[Records from a data source]
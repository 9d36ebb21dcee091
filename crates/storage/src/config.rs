//! Store configuration
//!
//! Controls what a bundle store keeps and how the durable backend is sized.
//! Retention flags only take effect when a store is first created; after
//! that the values persisted in the store win.

use gink_core::Error;

/// Default LMDB map size (1 GiB).
pub const DEFAULT_MAP_SIZE: usize = 1 << 30;

/// Smallest map size accepted by [`StoreConfig::validate`].
pub const MIN_MAP_SIZE: usize = 1 << 20;

/// Store configuration
#[derive(Debug, Clone, PartialEq, Eq)]
pub struct StoreConfig {
    /// Keep every signed bundle so peers can be caught up
    pub retain_bundles: bool,
    /// Keep superseded entries so reads "as of" the past work
    pub retain_entries: bool,
    /// Apply the changes of incoming bundles (off = journal only)
    pub apply_changes: bool,
    /// Maximum size of the LMDB map
    pub map_size: usize,
    /// Wipe every table on open
    pub reset: bool,
}

impl Default for StoreConfig {
    fn default() -> Self {
        StoreConfig {
            retain_bundles: true,
            retain_entries: true,
            apply_changes: true,
            map_size: DEFAULT_MAP_SIZE,
            reset: false,
        }
    }
}

impl StoreConfig {
    /// Keep neither bundles nor history; only current state is queryable.
    pub fn current_only() -> Self {
        StoreConfig {
            retain_bundles: false,
            retain_entries: false,
            ..Default::default()
        }
    }

    /// Small map, suitable for tests.
    pub fn for_testing() -> Self {
        StoreConfig {
            map_size: 1 << 26,
            ..Default::default()
        }
    }

    /// Set bundle retention
    pub fn with_retain_bundles(mut self, retain: bool) -> Self {
        self.retain_bundles = retain;
        self
    }

    /// Set entry retention
    pub fn with_retain_entries(mut self, retain: bool) -> Self {
        self.retain_entries = retain;
        self
    }

    /// Set whether incoming changes are applied
    pub fn with_apply_changes(mut self, apply: bool) -> Self {
        self.apply_changes = apply;
        self
    }

    /// Set the LMDB map size
    pub fn with_map_size(mut self, map_size: usize) -> Self {
        self.map_size = map_size;
        self
    }

    /// Wipe the store on open
    pub fn with_reset(mut self, reset: bool) -> Self {
        self.reset = reset;
        self
    }

    /// Validate configuration
    pub fn validate(&self) -> Result<(), ConfigError> {
        if self.map_size < MIN_MAP_SIZE {
            return Err(ConfigError::MapSizeTooSmall(self.map_size));
        }
        Ok(())
    }
}

/// Configuration validation errors
#[derive(Debug, thiserror::Error)]
pub enum ConfigError {
    /// Map size below [`MIN_MAP_SIZE`]
    #[error("Map size too small: {0} bytes")]
    MapSizeTooSmall(usize),
}

impl From<ConfigError> for Error {
    fn from(e: ConfigError) -> Self {
        Error::ConfigError(e.to_string())
    }
}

## [What is required]
Reprint the data above from the opening line to the line holding "size (1 GiB).", inclusive, and nothing else.

## [Task answer]
repository 9d36ebb21dcee091
filename crates/storage/src/config.rs
//! Store configuration
//!
//! Controls what a bundle store keeps and how the durable backend is sized.
//! Retention flags only take effect when a store is first created; after
//! that the values persisted in the store win.

use gink_core::Error;

/// Default LMDB map size (1 GiB).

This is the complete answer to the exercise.